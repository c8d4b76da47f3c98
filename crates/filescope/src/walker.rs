//! Depth-first traversal of the source root
//!
//! Symlinks are followed. Every entry is identified by its canonical path,
//! which drives cycle detection and the root-relative path handed to the
//! visitor. Dead links, cycles, hidden entries and targets outside the root
//! are skipped and counted, never raised.

use crate::eligibility::LINT_CONFIG_NAMES;
use crate::error::Diagnostic;
use crate::types::{EntryKind, RelPath, SourceRoot};
use serde::Serialize;
use std::collections::HashSet;
use std::io;
use std::path::{Path, PathBuf};
use tracing::{debug, warn};
use walkdir::WalkDir;

/// One directory or file reached by the walk
#[derive(Debug, Clone)]
pub struct WalkEntry {
    /// Path as reached, possibly through symlinks
    pub path: PathBuf,
    /// Fully resolved path
    pub canonical: PathBuf,
    /// Canonical path relative to the canonical root
    pub rel: RelPath,
    pub kind: EntryKind,
    pub via_symlink: bool,
}

/// Receives the walk's entries and decides descent
pub trait WalkVisitor {
    /// Called for every directory, the root included. Return `false` to prune it.
    fn enter_dir(&mut self, entry: &WalkEntry) -> bool;

    fn visit_file(&mut self, entry: &WalkEntry);
}

/// Canonical identities of the directories entered so far
#[derive(Debug, Default)]
pub struct VisitedSet {
    dirs: HashSet<PathBuf>,
}

impl VisitedSet {
    pub fn contains(&self, canonical: &Path) -> bool {
        self.dirs.contains(canonical)
    }

    /// Returns `false` if the directory was already present.
    pub fn insert(&mut self, canonical: PathBuf) -> bool {
        self.dirs.insert(canonical)
    }

    pub fn len(&self) -> usize {
        self.dirs.len()
    }

    pub fn is_empty(&self) -> bool {
        self.dirs.is_empty()
    }
}

/// Counters for one walk
#[derive(Debug, Clone, Default, PartialEq, Eq, Serialize)]
pub struct WalkStats {
    pub dirs_entered: usize,
    pub dirs_pruned: usize,
    pub files_seen: usize,
    pub dead_links: usize,
    pub cycles: usize,
    pub hidden_skipped: usize,
    pub outside_root: usize,
    pub errors: usize,
}

/// Result of a walk
#[derive(Debug, Clone, Default)]
pub struct WalkReport {
    pub stats: WalkStats,
    pub diagnostics: Vec<Diagnostic>,
}

/// Walks a source root, handing entries to a visitor
#[derive(Debug, Clone)]
pub struct TreeWalker {
    root: SourceRoot,
}

impl TreeWalker {
    pub fn new(root: SourceRoot) -> Self {
        Self { root }
    }

    pub fn root(&self) -> &SourceRoot {
        &self.root
    }

    pub fn walk<V: WalkVisitor>(&self, visitor: &mut V) -> WalkReport {
        let mut report = WalkReport::default();
        let mut visited = VisitedSet::default();

        let mut it = WalkDir::new(&self.root.canonical)
            .follow_links(true)
            .sort_by_file_name()
            .into_iter();

        loop {
            let entry = match it.next() {
                None => break,
                Some(Ok(entry)) => entry,
                Some(Err(err)) => {
                    self.record_error(err, &mut report);
                    continue;
                }
            };

            let is_dir = entry.file_type().is_dir();
            let skip = |it: &mut walkdir::IntoIter| {
                if is_dir {
                    it.skip_current_dir();
                }
            };

            let canonical = match entry.path().canonicalize() {
                Ok(path) => path,
                Err(e) => {
                    if is_dead_link(entry.path()) {
                        debug!(path = %entry.path().display(), "Skipping dead link");
                        report.stats.dead_links += 1;
                    } else {
                        warn!(path = %entry.path().display(), error = %e, "Cannot resolve entry");
                        report.stats.errors += 1;
                        report.diagnostics.push(Diagnostic::new(
                            entry.path().display().to_string(),
                            format!("cannot resolve: {}", e),
                        ));
                    }
                    skip(&mut it);
                    continue;
                }
            };

            let rel = match canonical
                .strip_prefix(&self.root.canonical)
                .ok()
                .and_then(RelPath::from_path)
            {
                Some(rel) => rel,
                None => {
                    debug!(path = %entry.path().display(), target = %canonical.display(), "Skipping target outside root");
                    report.stats.outside_root += 1;
                    skip(&mut it);
                    continue;
                }
            };

            if is_dir && visited.contains(&canonical) {
                debug!(path = %entry.path().display(), "Skipping directory already visited");
                report.stats.cycles += 1;
                skip(&mut it);
                continue;
            }

            if entry.depth() > 0 && is_hidden(entry.path(), &canonical, is_dir) {
                report.stats.hidden_skipped += 1;
                skip(&mut it);
                continue;
            }

            let walk_entry = WalkEntry {
                path: entry.path().to_path_buf(),
                canonical,
                rel,
                kind: if is_dir { EntryKind::Dir } else { EntryKind::File },
                via_symlink: entry.path_is_symlink(),
            };

            if is_dir {
                if visitor.enter_dir(&walk_entry) {
                    visited.insert(walk_entry.canonical);
                    report.stats.dirs_entered += 1;
                } else {
                    report.stats.dirs_pruned += 1;
                    it.skip_current_dir();
                }
            } else {
                report.stats.files_seen += 1;
                visitor.visit_file(&walk_entry);
            }
        }

        debug!(
            dirs = report.stats.dirs_entered,
            files = report.stats.files_seen,
            visited = visited.len(),
            "Walk complete"
        );
        report
    }

    fn record_error(&self, err: walkdir::Error, report: &mut WalkReport) {
        let path = err
            .path()
            .map(|p| p.display().to_string())
            .unwrap_or_default();

        if err.loop_ancestor().is_some() {
            debug!(path = %path, "Skipping symlink cycle");
            report.stats.cycles += 1;
            return;
        }
        if err.path().map_or(false, is_dead_link) {
            debug!(path = %path, "Skipping dead link");
            report.stats.dead_links += 1;
            return;
        }

        let message = match err.io_error() {
            Some(io_err) if io_err.kind() == io::ErrorKind::PermissionDenied => {
                "permission denied".to_string()
            }
            _ => err.to_string(),
        };
        warn!(path = %path, error = %message, "Skipping unreadable entry");
        report.stats.errors += 1;
        report.diagnostics.push(Diagnostic::new(path, message));
    }
}

/// The shallowest component of `rel` the walk would skip as hidden.
pub fn hidden_component(root: &SourceRoot, rel: &RelPath, kind: EntryKind) -> Option<RelPath> {
    let depth = rel.depth();
    let mut prefix = RelPath::root();
    for (idx, segment) in rel.segments().enumerate() {
        prefix = prefix.join(segment);
        let is_dir = idx + 1 < depth || kind == EntryKind::Dir;
        let path = root.canonical_path(&prefix);
        if is_hidden(&path, &path, is_dir) {
            return Some(prefix);
        }
    }
    None
}

fn is_dead_link(path: &Path) -> bool {
    path.symlink_metadata()
        .map(|m| m.file_type().is_symlink())
        .unwrap_or(false)
        && !path.exists()
}

fn hidden_name(path: &Path) -> Option<&str> {
    path.file_name()
        .and_then(|n| n.to_str())
        .filter(|n| n.starts_with('.'))
}

/// Hidden by name or attribute, either as reached or as resolved.
/// Allow-listed configuration files are never hidden.
fn is_hidden(path: &Path, canonical: &Path, is_dir: bool) -> bool {
    let allowed = |name: &str| !is_dir && LINT_CONFIG_NAMES.contains(&name);
    let named = [path, canonical]
        .iter()
        .filter_map(|p| hidden_name(p))
        .any(|name| !allowed(name));
    if named {
        return true;
    }
    let allow_listed = !is_dir
        && canonical
            .file_name()
            .and_then(|n| n.to_str())
            .map_or(false, |n| LINT_CONFIG_NAMES.contains(&n));
    !allow_listed && has_hidden_attribute(canonical)
}

#[cfg(windows)]
fn has_hidden_attribute(path: &Path) -> bool {
    use std::os::windows::fs::MetadataExt;
    const FILE_ATTRIBUTE_HIDDEN: u32 = 0x2;
    path.metadata()
        .map(|m| m.file_attributes() & FILE_ATTRIBUTE_HIDDEN != 0)
        .unwrap_or(false)
}

#[cfg(not(windows))]
fn has_hidden_attribute(_path: &Path) -> bool {
    false
}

* * *

PROBLEM DESCRIPTION - All lines of the entries containing the string "RelPath" must be shown in full.

PROBLEM SOLUTION -
use crate::types::{EntryKind, RelPath, SourceRoot};
    pub rel: RelPath,
                .and_then(RelPath::from_path)
pub fn hidden_component(root: &SourceRoot, rel: &RelPath, kind: EntryKind) -> Option<RelPath> {
    let mut prefix = RelPath::root();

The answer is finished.